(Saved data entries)
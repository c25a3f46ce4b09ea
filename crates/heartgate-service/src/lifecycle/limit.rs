//! Concurrent session limit.

use serde::Serialize;

use heartgate_core::types::{HeartbeatClaims, RejectStrategy, UserSessionMap};

/// Outcome of the limit check for one heartbeat.
#[derive(Debug, Clone, Default, PartialEq, Eq, Serialize)]
pub struct LimitBreach {
    /// More sessions are active than `sessions_edge` allows.
    pub sessions_edge_exceeded: bool,
    /// The current session sits at or past `session_limit` in the ordered
    /// eligible list.
    pub session_over_limit: bool,
    /// Position of the current session among eligible sessions, if present.
    pub position: Option<usize>,
    /// Number of eligible sessions.
    pub eligible: usize,
    /// Number of active sessions.
    pub active: usize,
}

impl LimitBreach {
    /// Evaluate the limit for `session_id` against the active set.
    pub fn evaluate(
        claims: &HeartbeatClaims,
        active: &UserSessionMap,
        session_id: Option<&str>,
    ) -> Self {
        let ordered = ordered_eligible(claims, active);
        let position = session_id.and_then(|id| ordered.iter().position(|s| *s == id));

        let sessions_edge_exceeded = claims
            .sessions_edge
            .is_some_and(|edge| active.len() as u64 > edge);
        let session_over_limit = match (position, claims.session_limit) {
            (Some(position), Some(limit)) => position as u64 >= limit,
            _ => false,
        };

        Self {
            sessions_edge_exceeded,
            session_over_limit,
            position,
            eligible: ordered.len(),
            active: active.len(),
        }
    }

    /// Whether the heartbeat must be rejected.
    pub fn is_exceeded(&self) -> bool {
        self.sessions_edge_exceeded || self.session_over_limit
    }
}

/// Session ids with `hit_counter >= checking_threshold`, ordered by
/// `started_at` according to the reject strategy.
///
/// `MOST_RECENT` puts the oldest session first so the newest ones fall past
/// the limit; the default puts the newest first. Equal start times keep
/// session id order.
pub fn ordered_eligible<'a>(claims: &HeartbeatClaims, active: &'a UserSessionMap) -> Vec<&'a str> {
    let Some(threshold) = claims.checking_threshold else {
        return Vec::new();
    };

    let mut eligible: Vec<_> = active
        .iter()
        .filter(|(_, record)| record.hit_counter >= threshold)
        .collect();

    match claims.reject_strategy {
        Some(RejectStrategy::MostRecent) => {
            eligible.sort_by(|(_, a), (_, b)| a.started_at.cmp(&b.started_at));
        }
        Some(RejectStrategy::LeastRecent) | None => {
            eligible.sort_by(|(_, a), (_, b)| b.started_at.cmp(&a.started_at));
        }
    }

    eligible.into_iter().map(|(id, _)| id.as_str()).collect()
}

#[cfg(test)]
mod tests {
    use super::*;
    use chrono::{DateTime, TimeDelta, Utc};
    use heartgate_core::types::SessionRecord;

    fn record(started_at: DateTime<Utc>, hits: u64) -> SessionRecord {
        SessionRecord {
            started_at,
            timestamp: started_at,
            hit_counter: hits,
        }
    }

    fn claims(limit: u64, threshold: u64, strategy: Option<RejectStrategy>) -> HeartbeatClaims {
        let mut claims = HeartbeatClaims::for_user("u");
        claims.session_limit = Some(limit);
        claims.checking_threshold = Some(threshold);
        claims.reject_strategy = strategy;
        claims
    }

    /// Three sessions started a minute apart: `old`, `mid`, `new`.
    fn three_sessions(hits: u64) -> UserSessionMap {
        let t0 = Utc::now() - TimeDelta::minutes(10);
        let mut sessions = UserSessionMap::new();
        sessions.insert("old".into(), record(t0, hits));
        sessions.insert("mid".into(), record(t0 + TimeDelta::minutes(1), hits));
        sessions.insert("new".into(), record(t0 + TimeDelta::minutes(2), hits));
        sessions
    }

    #[test]
    fn test_limit_boundary() {
        let sessions = three_sessions(5);
        let claims = claims(2, 3, Some(RejectStrategy::MostRecent));

        assert!(!LimitBreach::evaluate(&claims, &sessions, Some("old")).is_exceeded());
        assert!(!LimitBreach::evaluate(&claims, &sessions, Some("mid")).is_exceeded());

        let breach = LimitBreach::evaluate(&claims, &sessions, Some("new"));
        assert!(breach.session_over_limit);
        assert!(!breach.sessions_edge_exceeded);
        assert_eq!(breach.position, Some(2));
        assert_eq!(breach.eligible, 3);
    }

    #[test]
    fn test_strategy_symmetry() {
        let sessions = three_sessions(5);

        let most_recent = claims(2, 1, Some(RejectStrategy::MostRecent));
        assert_eq!(ordered_eligible(&most_recent, &sessions), vec!["old", "mid", "new"]);

        let least_recent = claims(2, 1, Some(RejectStrategy::LeastRecent));
        assert_eq!(ordered_eligible(&least_recent, &sessions), vec!["new", "mid", "old"]);
        assert!(LimitBreach::evaluate(&least_recent, &sessions, Some("old")).is_exceeded());
        assert!(!LimitBreach::evaluate(&least_recent, &sessions, Some("new")).is_exceeded());

        let default = claims(2, 1, None);
        assert_eq!(ordered_eligible(&default, &sessions), ordered_eligible(&least_recent, &sessions));
    }

    #[test]
    fn test_threshold_filters_young_sessions() {
        let mut sessions = three_sessions(5);
        if let Some(record) = sessions.get_mut("new") {
            record.hit_counter = 2;
        }
        let claims = claims(2, 3, Some(RejectStrategy::MostRecent));

        let breach = LimitBreach::evaluate(&claims, &sessions, Some("new"));
        assert_eq!(breach.position, None);
        assert!(!breach.is_exceeded());
    }

    #[test]
    fn test_unknown_session_is_not_over_limit() {
        let sessions = three_sessions(5);
        let claims = claims(0, 1, None);
        assert!(!LimitBreach::evaluate(&claims, &sessions, None).is_exceeded());
        assert!(LimitBreach::evaluate(&claims, &sessions, Some("old")).is_exceeded());
    }

    #[test]
    fn test_sessions_edge() {
        let sessions = three_sessions(1);
        let mut claims = HeartbeatClaims::for_user("u");

        claims.sessions_edge = Some(3);
        assert!(!LimitBreach::evaluate(&claims, &sessions, Some("old")).is_exceeded());

        claims.sessions_edge = Some(2);
        let breach = LimitBreach::evaluate(&claims, &sessions, Some("old"));
        assert!(breach.sessions_edge_exceeded);
        assert_eq!(breach.active, 3);
    }

    #[test]
    fn test_unset_policy_never_rejects() {
        let sessions = three_sessions(100);
        let claims = HeartbeatClaims::for_user("u");
        let breach = LimitBreach::evaluate(&claims, &sessions, Some("new"));
        assert!(!breach.is_exceeded());
        assert_eq!(breach.eligible, 0);
    }

    #[test]
    fn test_equal_start_times_keep_id_order() {
        let t0 = Utc::now();
        let mut sessions = UserSessionMap::new();
        sessions.insert("b".into(), record(t0, 1));
        sessions.insert("a".into(), record(t0, 1));
        sessions.insert("c".into(), record(t0, 1));

        let claims = claims(1, 1, None);
        assert_eq!(ordered_eligible(&claims, &sessions), vec!["a", "b", "c"]);
    }
}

[WORK REQUEST] Restate the data above in full, keeping every word as it is.

[EXPECTED ANSWER]
repository c25a3f46ce4b09ea
filename crates/heartgate-service/src/lifecycle/limit.rs
//! Concurrent session limit.

use serde::Serialize;

use heartgate_core::types::{HeartbeatClaims, RejectStrategy, UserSessionMap};

/// Outcome of the limit check for one heartbeat.
#[derive(Debug, Clone, Default, PartialEq, Eq, Serialize)]
pub struct LimitBreach {
    /// More sessions are active than `sessions_edge` allows.
    pub sessions_edge_exceeded: bool,
    /// The current session sits at or past `session_limit` in the ordered
    /// eligible list.
    pub session_over_limit: bool,
    /// Position of the current session among eligible sessions, if present.
    pub position: Option<usize>,
    /// Number of eligible sessions.
    pub eligible: usize,
    /// Number of active sessions.
    pub active: usize,
}

impl LimitBreach {
    /// Evaluate the limit for `session_id` against the active set.
    pub fn evaluate(
        claims: &HeartbeatClaims,
        active: &UserSessionMap,
        session_id: Option<&str>,
    ) -> Self {
        let ordered = ordered_eligible(claims, active);
        let position = session_id.and_then(|id| ordered.iter().position(|s| *s == id));

        let sessions_edge_exceeded = claims
            .sessions_edge
            .is_some_and(|edge| active.len() as u64 > edge);
        let session_over_limit = match (position, claims.session_limit) {
            (Some(position), Some(limit)) => position as u64 >= limit,
            _ => false,
        };

        Self {
            sessions_edge_exceeded,
            session_over_limit,
            position,
            eligible: ordered.len(),
            active: active.len(),
        }
    }

    /// Whether the heartbeat must be rejected.
    pub fn is_exceeded(&self) -> bool {
        self.sessions_edge_exceeded || self.session_over_limit
    }
}

/// Session ids with `hit_counter >= checking_threshold`, ordered by
/// `started_at` according to the reject strategy.
///
/// `MOST_RECENT` puts the oldest session first so the newest ones fall past
/// the limit; the default puts the newest first. Equal start times keep
/// session id order.
pub fn ordered_eligible<'a>(claims: &HeartbeatClaims, active: &'a UserSessionMap) -> Vec<&'a str> {
    let Some(threshold) = claims.checking_threshold else {
        return Vec::new();
    };

    let mut eligible: Vec<_> = active
        .iter()
        .filter(|(_, record)| record.hit_counter >= threshold)
        .collect();

    match claims.reject_strategy {
        Some(RejectStrategy::MostRecent) => {
            eligible.sort_by(|(_, a), (_, b)| a.started_at.cmp(&b.started_at));
        }
        Some(RejectStrategy::LeastRecent) | None => {
            eligible.sort_by(|(_, a), (_, b)| b.started_at.cmp(&a.started_at));
        }
    }

    eligible.into_iter().map(|(id, _)| id.as_str()).collect()
}

#[cfg(test)]
mod tests {
    use super::*;
    use chrono::{DateTime, TimeDelta, Utc};
    use heartgate_core::types::SessionRecord;

    fn record(started_at: DateTime<Utc>, hits: u64) -> SessionRecord {
        SessionRecord {
            started_at,
            timestamp: started_at,
            hit_counter: hits,
        }
    }

    fn claims(limit: u64, threshold: u64, strategy: Option<RejectStrategy>) -> HeartbeatClaims {
        let mut claims = HeartbeatClaims::for_user("u");
        claims.session_limit = Some(limit);
        claims.checking_threshold = Some(threshold);
        claims.reject_strategy = strategy;
        claims
    }

    /// Three sessions started a minute apart: `old`, `mid`, `new`.
    fn three_sessions(hits: u64) -> UserSessionMap {
        let t0 = Utc::now() - TimeDelta::minutes(10);
        let mut sessions = UserSessionMap::new();
        sessions.insert("old".into(), record(t0, hits));
        sessions.insert("mid".into(), record(t0 + TimeDelta::minutes(1), hits));
        sessions.insert("new".into(), record(t0 + TimeDelta::minutes(2), hits));
        sessions
    }

    #[test]
    fn test_limit_boundary() {
        let sessions = three_sessions(5);
        let claims = claims(2, 3, Some(RejectStrategy::MostRecent));

        assert!(!LimitBreach::evaluate(&claims, &sessions, Some("old")).is_exceeded());
        assert!(!LimitBreach::evaluate(&claims, &sessions, Some("mid")).is_exceeded());

        let breach = LimitBreach::evaluate(&claims, &sessions, Some("new"));
        assert!(breach.session_over_limit);
        assert!(!breach.sessions_edge_exceeded);
        assert_eq!(breach.position, Some(2));
        assert_eq!(breach.eligible, 3);
    }

    #[test]
    fn test_strategy_symmetry() {
        let sessions = three_sessions(5);

        let most_recent = claims(2, 1, Some(RejectStrategy::MostRecent));
        assert_eq!(ordered_eligible(&most_recent, &sessions), vec!["old", "mid", "new"]);

        let least_recent = claims(2, 1, Some(RejectStrategy::LeastRecent));
        assert_eq!(ordered_eligible(&least_recent, &sessions), vec!["new", "mid", "old"]);
        assert!(LimitBreach::evaluate(&least_recent, &sessions, Some("old")).is_exceeded());
        assert!(!LimitBreach::evaluate(&least_recent, &sessions, Some("new")).is_exceeded());

        let default = claims(2, 1, None);
        assert_eq!(ordered_eligible(&default, &sessions), ordered_eligible(&least_recent, &sessions));
    }

    #[test]
    fn test_threshold_filters_young_sessions() {
        let mut sessions = three_sessions(5);
        if let Some(record) = sessions.get_mut("new") {
            record.hit_counter = 2;
        }
        let claims = claims(2, 3, Some(RejectStrategy::MostRecent));

        let breach = LimitBreach::evaluate(&claims, &sessions, Some("new"));
        assert_eq!(breach.position, None);
        assert!(!breach.is_exceeded());
    }

    #[test]
    fn test_unknown_session_is_not_over_limit() {
        let sessions = three_sessions(5);
        let claims = claims(0, 1, None);
        assert!(!LimitBreach::evaluate(&claims, &sessions, None).is_exceeded());
        assert!(LimitBreach::evaluate(&claims, &sessions, Some("old")).is_exceeded());
    }

    #[test]
    fn test_sessions_edge() {
        let sessions = three_sessions(1);
        let mut claims = HeartbeatClaims::for_user("u");

        claims.sessions_edge = Some(3);
        assert!(!LimitBreach::evaluate(&claims, &sessions, Some("old")).is_exceeded());

        claims.sessions_edge = Some(2);
        let breach = LimitBreach::evaluate(&claims, &sessions, Some("old"));
        assert!(breach.sessions_edge_exceeded);
        assert_eq!(breach.active, 3);
    }

    #[test]
    fn test_unset_policy_never_rejects() {
        let sessions = three_sessions(100);
        let claims = HeartbeatClaims::for_user("u");
        let breach = LimitBreach::evaluate(&claims, &sessions, Some("new"));
        assert!(!breach.is_exceeded());
        assert_eq!(breach.eligible, 0);
    }

    #[test]
    fn test_equal_start_times_keep_id_order() {
        let t0 = Utc::now();
        let mut sessions = UserSessionMap::new();
        sessions.insert("b".into(), record(t0, 1));
        sessions.insert("a".into(), record(t0, 1));
        sessions.insert("c".into(), record(t0, 1));

        let claims = claims(1, 1, None);
        assert_eq!(ordered_eligible(&claims, &sessions), vec!["a", "b", "c"]);
    }
}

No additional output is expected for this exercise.